Head Cheese: Photo Essay


Head Cheese is easy to make and tastes wonderful with raw cheese or kimchi!

This recipe is safe for someone on the Specific Carbohydrate Diet or GAPS.

Head Cheese is easy to make but does require some time. Plan for one day to unfreeze the head, one night to brine the head and one day to cook and process.

Brine Solution
3/4c kosher salt
1/4c local honey
1/4c Himalayan pink salt
1-2 gallons filtered water

After the pig’s head has completely unfrozen, wash carefully and shave off any excessive hair. Soak the head in cold water for two hours. Mix up the brine solution. Use a small amount of boiling water to melt the honey and dissolve the salts. After two hours soaking in cold water, wash the head again and place the head in the brine solution. Add one to two gallons (or a bit more) of cold water to cover the head. Use a heavy plate to weigh down the head below the level of the brine solution. Leave the head in the brine solution for at least 8 hours or overnight. Remove the head and wash again. Discard the brine solution after use.

4 medium organic onions
2 organic celery ends
6-8 organic garlic cloves
1 bottle dry red wine
1 bunch garden parsley
1T organic thyme
2tsp organic black peppercorns
8 organic bay leaves
1tsp organic cloves
sea salt, to taste
1T Great Lakes Gelatin
2c warm broth
2T organic peppercorns, cracked (optional)

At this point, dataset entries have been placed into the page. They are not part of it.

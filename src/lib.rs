//! Demonstration data-access layer over a single `PostgreSQL` table.
//!
//! A [`Session`] is opened from [`DbSettings`] (normally read from the
//! environment), [`schema::ensure_schema`] creates the `place` table, and
//! [`PlaceStore`] runs the writes and reads against it. Every operation
//! returns its own `Result`; deciding which failures abort is left to the
//! caller (see [`PlaceStoreError::is_fatal`]).

pub mod config;
pub mod error;
pub mod model;
pub mod prelude;
pub mod schema;
pub mod session;
pub mod store;

#[cfg(feature = "test-utils")]
pub mod test_utils;

pub use config::{DatabaseDialect, DbSettings};
pub use error::PlaceStoreError;
pub use model::Place;
pub use session::Session;
pub use store::{PlaceStore, PreparedPlaceQuery};
use postgresql_embedded::PostgreSQL;

use super::SHARED_RUNTIME;
use crate::config::{DatabaseDialect, DbSettings};
use crate::session::Session;

/// Represents a running embedded `PostgreSQL` instance.
pub struct EmbeddedPostgres {
    pub postgresql: PostgreSQL,
    pub port: u16,
    /// Settings that reach the freshly created database
    pub settings: DbSettings,
}

/// Start an embedded `PostgreSQL` server and create an empty database named `dbname`.
///
/// # Errors
/// Returns an error if the server cannot be set up or started, if the database
/// cannot be created, or if the post-start connectivity check fails.
pub fn setup_postgres_embedded(
    dbname: &str,
) -> Result<EmbeddedPostgres, Box<dyn std::error::Error>> {
    SHARED_RUNTIME.block_on(async {
        let mut postgresql = PostgreSQL::default();

        // Setup PostgreSQL binaries (bundled, so no download conflicts)
        postgresql.setup().await?;
        postgresql.start().await?;
        postgresql.create_database(dbname).await?;

        let server = postgresql.settings();
        let port = server.port;
        let settings = DbSettings {
            dialect: Some(DatabaseDialect::Postgres),
            host: Some(server.host.clone()),
            port: Some(port),
            user: Some(server.username.clone()),
            dbname: Some(dbname.to_string()),
            password: Some(server.password.clone()),
        };

        // Quick connection test
        let session = Session::connect(&settings).await?;
        session.ping().await?;
        drop(session);

        println!("PostgreSQL started on port {port} with database {dbname}");

        Ok(EmbeddedPostgres {
            postgresql,
            port,
            settings,
        })
    })
}

/// Stop a previously started embedded `PostgreSQL` instance.
pub fn stop_postgres_embedded(postgres: EmbeddedPostgres) {
    let EmbeddedPostgres { postgresql, .. } = postgres;
    SHARED_RUNTIME.block_on(async move {
        let _ = postgresql.stop().await;
    });
}
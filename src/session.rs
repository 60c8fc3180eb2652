use deadpool_postgres::{Object, Pool, Runtime};
use tokio_postgres::NoTls;
use tracing::{debug, info};

use crate::config::DbSettings;
use crate::error::PlaceStoreError;

/// An open, authenticated connection to the place database.
///
/// The pool behind it is capped at one connection and the client is checked
/// out for the whole lifetime of the session, so every statement runs on the
/// same backend process.
pub struct Session {
    client: Object,
    // Keeps the pool alive for as long as the checked-out client.
    _pool: Pool,
}

impl Session {
    /// Validate `settings`, open the connection, and run a connectivity check.
    ///
    /// # Errors
    /// Returns `PlaceStoreError::ConfigError` if settings are incomplete, or
    /// `PlaceStoreError::ConnectionError` if the server cannot be reached or
    /// rejects the login.
    pub async fn connect(settings: &DbSettings) -> Result<Self, PlaceStoreError> {
        let pg_config = settings.to_pg_config()?;

        info!(
            host = pg_config.host.as_deref().unwrap_or_default(),
            port = pg_config.port.unwrap_or_default(),
            dbname = pg_config.dbname.as_deref().unwrap_or_default(),
            "connecting to postgres"
        );

        let pool = pg_config
            .create_pool(Some(Runtime::Tokio1), NoTls)
            .map_err(|e| {
                PlaceStoreError::ConnectionError(format!("Failed to create Postgres pool: {e}"))
            })?;

        // deadpool connects lazily; checking out forces the login.
        let client = pool.get().await.map_err(|e| {
            PlaceStoreError::ConnectionError(format!("Failed to open Postgres session: {e}"))
        })?;

        let session = Session {
            client,
            _pool: pool,
        };
        session.ping().await?;
        info!("postgres session established");

        Ok(session)
    }

    /// Round-trip a `SELECT 1` to confirm the session is usable.
    ///
    /// # Errors
    /// Returns `PlaceStoreError::ConnectionError` if the query fails.
    pub async fn ping(&self) -> Result<(), PlaceStoreError> {
        debug!("ping");
        self.client
            .simple_query("SELECT 1")
            .await
            .map(|_| ())
            .map_err(|e| PlaceStoreError::ConnectionError(format!("postgres ping failed: {e}")))
    }

    /// Run one or more semicolon-separated statements, each autocommitted.
    ///
    /// # Errors
    /// Returns `PlaceStoreError::PostgresError` if any statement fails.
    pub async fn execute_batch(&self, sql: &str) -> Result<(), PlaceStoreError> {
        debug!(sql, "batch");
        self.client.batch_execute(sql).await?;
        Ok(())
    }

    pub(crate) fn client(&self) -> &tokio_postgres::Client {
        &self.client
    }
}
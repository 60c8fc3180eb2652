use futures_util::{Stream, StreamExt, TryStreamExt};
use tokio_postgres::error::SqlState;
use tokio_postgres::types::ToSql;
use tracing::{debug, warn};

use crate::error::PlaceStoreError;
use crate::model::{Place, decode};

use super::{PlaceStore, execution_error};

const SELECT_ALL: &str = "SELECT country, city, telecode FROM place";
const SELECT_TELECODE: &str = "SELECT telecode FROM place WHERE telecode = $1 LIMIT 1";
const SELECT_FIRST: &str = "SELECT * FROM place LIMIT 1";
const SELECT_TELECODE_ABOVE: &str = "SELECT * FROM place WHERE telecode > $1";
const COUNT_ALL: &str = "SELECT count(*) FROM place";
// `name` is not part of the place schema; see `select_names_limit`.
const SELECT_NAMES: &str = "SELECT name FROM place LIMIT $1";

impl PlaceStore<'_> {
    /// Stream every place as rows arrive from the server.
    ///
    /// The stream is single-pass. Row order is whatever the server returns.
    /// A row that fails to decode yields an error; callers using
    /// `try_next`/`try_collect` stop there.
    ///
    /// # Errors
    /// Returns `PlaceStoreError::ExecutionError` if the query cannot be started.
    pub async fn stream_all(
        &self,
    ) -> Result<impl Stream<Item = Result<Place, PlaceStoreError>>, PlaceStoreError> {
        debug!(sql = SELECT_ALL, "stream");
        let rows = self
            .client()
            .query_raw(SELECT_ALL, std::iter::empty::<&(dyn ToSql + Sync)>())
            .await
            .map_err(execution_error("select all places"))?;

        Ok(rows.map(|row| {
            row.map_err(execution_error("read place row"))
                .and_then(|row| Place::try_from(&row))
        }))
    }

    /// Read every place. Ordering is unspecified.
    ///
    /// # Errors
    /// Returns `PlaceStoreError::ExecutionError` if the query fails, or
    /// `PlaceStoreError::DecodeError` on the first row that cannot be decoded.
    pub async fn query_all(&self) -> Result<Vec<Place>, PlaceStoreError> {
        self.stream_all().await?.try_collect().await
    }

    /// Look up one row by telecode and decode only its `telecode` column.
    ///
    /// # Errors
    /// Returns `PlaceStoreError::NotFound` if no row has this telecode.
    pub async fn query_single_by_telecode(&self, code: i32) -> Result<i32, PlaceStoreError> {
        debug!(sql = SELECT_TELECODE, code, "query row");
        let row = self
            .client()
            .query_opt(SELECT_TELECODE, &[&code])
            .await
            .map_err(execution_error("select telecode"))?
            .ok_or_else(|| PlaceStoreError::NotFound(format!("place with telecode {code}")))?;

        decode(&row, "telecode")
    }

    /// Return one place from an unordered scan. Which row is returned is up
    /// to the server.
    ///
    /// # Errors
    /// Returns `PlaceStoreError::NotFound` if the table is empty.
    pub async fn get_first(&self) -> Result<Place, PlaceStoreError> {
        debug!(sql = SELECT_FIRST, "get");
        let row = self
            .client()
            .query_opt(SELECT_FIRST, &[])
            .await
            .map_err(execution_error("select first place"))?
            .ok_or_else(|| PlaceStoreError::NotFound("place table is empty".to_string()))?;

        Place::try_from(&row)
    }

    /// All places whose telecode is strictly greater than `threshold`.
    /// No match is an empty vector, not an error.
    ///
    /// # Errors
    /// Returns `PlaceStoreError::ExecutionError` or `PlaceStoreError::DecodeError`.
    pub async fn select_where_telecode_greater_than(
        &self,
        threshold: i32,
    ) -> Result<Vec<Place>, PlaceStoreError> {
        debug!(sql = SELECT_TELECODE_ABOVE, threshold, "select");
        let rows = self
            .client()
            .query(SELECT_TELECODE_ABOVE, &[&threshold])
            .await
            .map_err(execution_error("select places by telecode"))?;

        rows.iter().map(Place::try_from).collect()
    }

    /// Total number of rows in the table.
    ///
    /// # Errors
    /// Returns `PlaceStoreError::ExecutionError` if the aggregate fails.
    pub async fn count_all(&self) -> Result<i64, PlaceStoreError> {
        debug!(sql = COUNT_ALL, "get scalar");
        let row = self
            .client()
            .query_one(COUNT_ALL, &[])
            .await
            .map_err(execution_error("count places"))?;

        decode(&row, "count")
    }

    /// Read at most `limit` values of the `name` column.
    ///
    /// The place table has no `name` column, so against the schema created by
    /// [`crate::schema::ensure_schema`] this returns an empty vector. An
    /// undefined column or table degrades to empty with a warning; any other
    /// failure is returned.
    ///
    /// # Errors
    /// Returns `PlaceStoreError::ExecutionError` or `PlaceStoreError::DecodeError`.
    pub async fn select_names_limit(&self, limit: i64) -> Result<Vec<String>, PlaceStoreError> {
        debug!(sql = SELECT_NAMES, limit, "select scalars");
        match self.client().query(SELECT_NAMES, &[&limit]).await {
            Ok(rows) => rows.iter().map(|row| decode(row, "name")).collect(),
            Err(e)
                if e.code() == Some(&SqlState::UNDEFINED_COLUMN)
                    || e.code() == Some(&SqlState::UNDEFINED_TABLE) =>
            {
                warn!(error = %e, "name query references a missing column; returning no rows");
                Ok(Vec::new())
            }
            Err(e) => Err(execution_error("select names")(e)),
        }
    }
}
//! Convenient imports for common functionality.

pub use crate::config::{DatabaseDialect, DbSettings};
pub use crate::error::PlaceStoreError;
pub use crate::model::Place;
pub use crate::schema::ensure_schema;
pub use crate::session::Session;
pub use crate::store::{PlaceStore, PreparedPlaceQuery, SEED_PLACES, seed_places};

In a very large stock pot place the brined head with the vegetables, spices and wine. Add enough water to cover the head. Bring to a boil and reduce to a simmer for about four hours or until the jaw bone falls off. Remove the head and let cool. Carefully strain the broth and discard the spent vegetables and spices. Skim the broth of fat, if necessary. Add some sea salt to taste. Add one tablespoon of gelatin to some cold water and let sit for at least five minutes before addling to two cups of broth. This will ensure a firm jelly.

When the meat has cooled remove all the skin, fat, connective tissue and bones. (These remains make good pet food so freeze in appropriate portion sizes for your pet.) Coarsely cut or pull the meat into pieces. Place the meat into a terrine or glass baking tray. Press the meat down firmly before pouring on the broth. Reheat the broth if necessary to pour over the meat. Pour enough broth to cover the meat. Refrigerate overnight. After the gelatin has partly set up, add the optional cracked peppercorns to the top.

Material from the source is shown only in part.